Market Outlook

Given recent accelerations in inflation, many investors were relieved following last week’s Federal Open Market Committee (FOMC) meeting, in which the Federal Reserve (Fed) maintained its dovish tone. Economic data throughout the week came in below consensus expectations, including both the Institute for Supply Management® (ISM®) Manufacturing and Services indices, with the latter falling into contraction territory for the first time since December 2022. Likewise, Friday’s payroll report missed consensus estimates, helping quell fears of further monetary policy tightening measures by the Fed. As financial conditions eased, the S&P 500® turned positive for the week, recovering to its 50-day moving average.
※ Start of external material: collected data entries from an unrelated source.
//! Serial-number calendar date.
//!
//! Dates are stored as a count of days since December 31, 1899
//! (serial 1 = 1900-01-01), the convention common to spreadsheet and
//! pricing-library date stacks. The valid range is 1900-01-01 to
//! 2199-12-31. There is no "null date" sentinel; absence of a date is
//! expressed with `Option<Date>`.

use crate::TimeUnit;
use rf_core::errors::{Error, Result};

/// A calendar date represented as a serial number of days.
#[derive(Clone, Copy, PartialEq, Eq, PartialOrd, Ord, Hash)]
pub struct Date(i32);

impl Date {
    /// Minimum valid date: January 1, 1900.
    pub const MIN: Date = Date(1);

    /// Maximum valid date: December 31, 2199.
    pub const MAX: Date = Date(109_573);

    // ── Constructors ─────────────────────────────────────────────────────────

    /// Create a date from a serial number.
    pub fn from_serial(serial: i32) -> Result<Self> {
        if serial < Self::MIN.0 || serial > Self::MAX.0 {
            return Err(Error::InvalidArgument(format!(
                "date serial {serial} out of range"
            )));
        }
        Ok(Date(serial))
    }

    /// Create a date from year, month (1–12), and day-of-month.
    pub fn from_ymd(year: u16, month: u8, day: u8) -> Result<Self> {
        if !(1900..=2199).contains(&year) {
            return Err(Error::InvalidArgument(format!(
                "year {year} out of range [1900, 2199]"
            )));
        }
        if !(1..=12).contains(&month) {
            return Err(Error::InvalidArgument(format!(
                "month {month} out of range [1, 12]"
            )));
        }
        let last = days_in_month(year, month);
        if day == 0 || day > last {
            return Err(Error::InvalidArgument(format!(
                "day {day} out of range [1, {last}] for {year}-{month:02}"
            )));
        }
        Ok(Date(serial_from_ymd(year, month, day)))
    }

    // ── Accessors ─────────────────────────────────────────────────────────────

    /// The serial number.
    pub fn serial(&self) -> i32 {
        self.0
    }

    /// The year (1900–2199).
    pub fn year(&self) -> u16 {
        ymd_from_serial(self.0).0
    }

    /// The month (1–12).
    pub fn month(&self) -> u8 {
        ymd_from_serial(self.0).1
    }

    /// The day of the month (1–31).
    pub fn day_of_month(&self) -> u8 {
        ymd_from_serial(self.0).2
    }

    // ── Arithmetic ────────────────────────────────────────────────────────────

    /// Advance by `n` calendar days (`n` may be negative).
    pub fn add_days(self, n: i32) -> Result<Self> {
        Self::from_serial(self.0 + n)
    }

    /// Advance by a period expressed in the given time unit.
    ///
    /// Month and year arithmetic clamps the day of month to the target
    /// month's last day (e.g. Jan 31 + 1 month = Feb 28/29).
    pub fn add(self, n: i32, unit: TimeUnit) -> Result<Self> {
        match unit {
            TimeUnit::Days => self.add_days(n),
            TimeUnit::Weeks => self.add_days(n * 7),
            TimeUnit::Months => {
                let (y, m, d) = ymd_from_serial(self.0);
                let total = (m as i32 - 1) + n;
                let new_y = y as i32 + total.div_euclid(12);
                let new_m = (total.rem_euclid(12) + 1) as u8;
                if !(1900..=2199).contains(&new_y) {
                    return Err(Error::InvalidArgument(format!(
                        "year {new_y} out of range"
                    )));
                }
                let new_y = new_y as u16;
                let new_d = d.min(days_in_month(new_y, new_m));
                Ok(Date(serial_from_ymd(new_y, new_m, new_d)))
            }
            TimeUnit::Years => self.add(n * 12, TimeUnit::Months),
        }
    }

    /// Number of calendar days from `self` to `other` (positive if
    /// `other > self`).
    pub fn days_until(self, other: Date) -> i32 {
        other.0 - self.0
    }
}

impl std::ops::Sub<Date> for Date {
    type Output = i32;
    fn sub(self, rhs: Date) -> i32 {
        self.0 - rhs.0
    }
}

impl std::fmt::Display for Date {
    fn fmt(&self, f: &mut std::fmt::Formatter<'_>) -> std::fmt::Result {
        let (y, m, d) = ymd_from_serial(self.0);
        write!(f, "{y:04}-{m:02}-{d:02}")
    }
}

impl std::fmt::Debug for Date {
    fn fmt(&self, f: &mut std::fmt::Formatter<'_>) -> std::fmt::Result {
        write!(f, "Date({self})")
    }
}

// ── Internal helpers ──────────────────────────────────────────────────────────

/// Whether a given year is a leap year.
pub fn is_leap_year(year: u16) -> bool {
    (year % 4 == 0 && year % 100 != 0) || year % 400 == 0
}

/// Number of days in a given month/year.
pub fn days_in_month(year: u16, month: u8) -> u8 {
    debug_assert!((1..=12).contains(&month));
    match month {
        1 | 3 | 5 | 7 | 8 | 10 | 12 => 31,
        4 | 6 | 9 | 11 => 30,
        2 => {
            if is_leap_year(year) {
                29
            } else {
                28
            }
        }
        _ => unreachable!(),
    }
}

/// Cumulative day-of-year offset at the start of each month (non-leap).
const MONTH_OFFSET: [u16; 12] = [0, 31, 59, 90, 120, 151, 181, 212, 243, 273, 304, 334];

fn serial_from_ymd(year: u16, month: u8, day: u8) -> i32 {
    let y = year as i32;
    let mut serial = (y - 1900) * 365;
    // Leap days between 1900 and `year` (exclusive).
    serial += (y - 1901) / 4 - (y - 1901) / 100 + (y - 1601) / 400;
    serial += MONTH_OFFSET[month as usize - 1] as i32;
    if month > 2 && is_leap_year(year) {
        serial += 1;
    }
    serial + day as i32
}

fn ymd_from_serial(serial: i32) -> (u16, u8, u8) {
    let mut y = (serial / 365 + 1900) as u16;
    loop {
        if serial < serial_from_ymd(y, 1, 1) {
            y -= 1;
        } else if serial >= serial_from_ymd(y + 1, 1, 1) {
            y += 1;
        } else {
            break;
        }
    }
    let mut remaining = serial - serial_from_ymd(y, 1, 1) + 1;
    let mut m = 1u8;
    loop {
        let days = days_in_month(y, m) as i32;
        if remaining <= days {
            break;
        }
        remaining -= days;
        m += 1;
    }
    (y, m, remaining as u8)
}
Similarly, small- and mid-cap growth stocks performed well; the Russell 2000® even outpaced the S&P 500 for the third consecutive week, the longest streak of the year. The U.S. Dollar Index had its second largest weekly decline of the year, which served as a boon for emerging markets. The MSCI China Index, for instance, is now the furthest above its 200-day moving average since August.

Chart of the Week

The blended earnings growth rate improved significantly last week due to contributions from all sectors except Energy.

The “Magnificent 7” (M7) earnings releases to date have propelled the growth rate to 5%. However, non-M7, consumer-related companies have noted an increasingly challenging market environment, particularly for lower-income consumers.

With first quarter earnings exceeding expectations, full-year 2024 growth estimates have been revised higher, and now sit at almost 11%.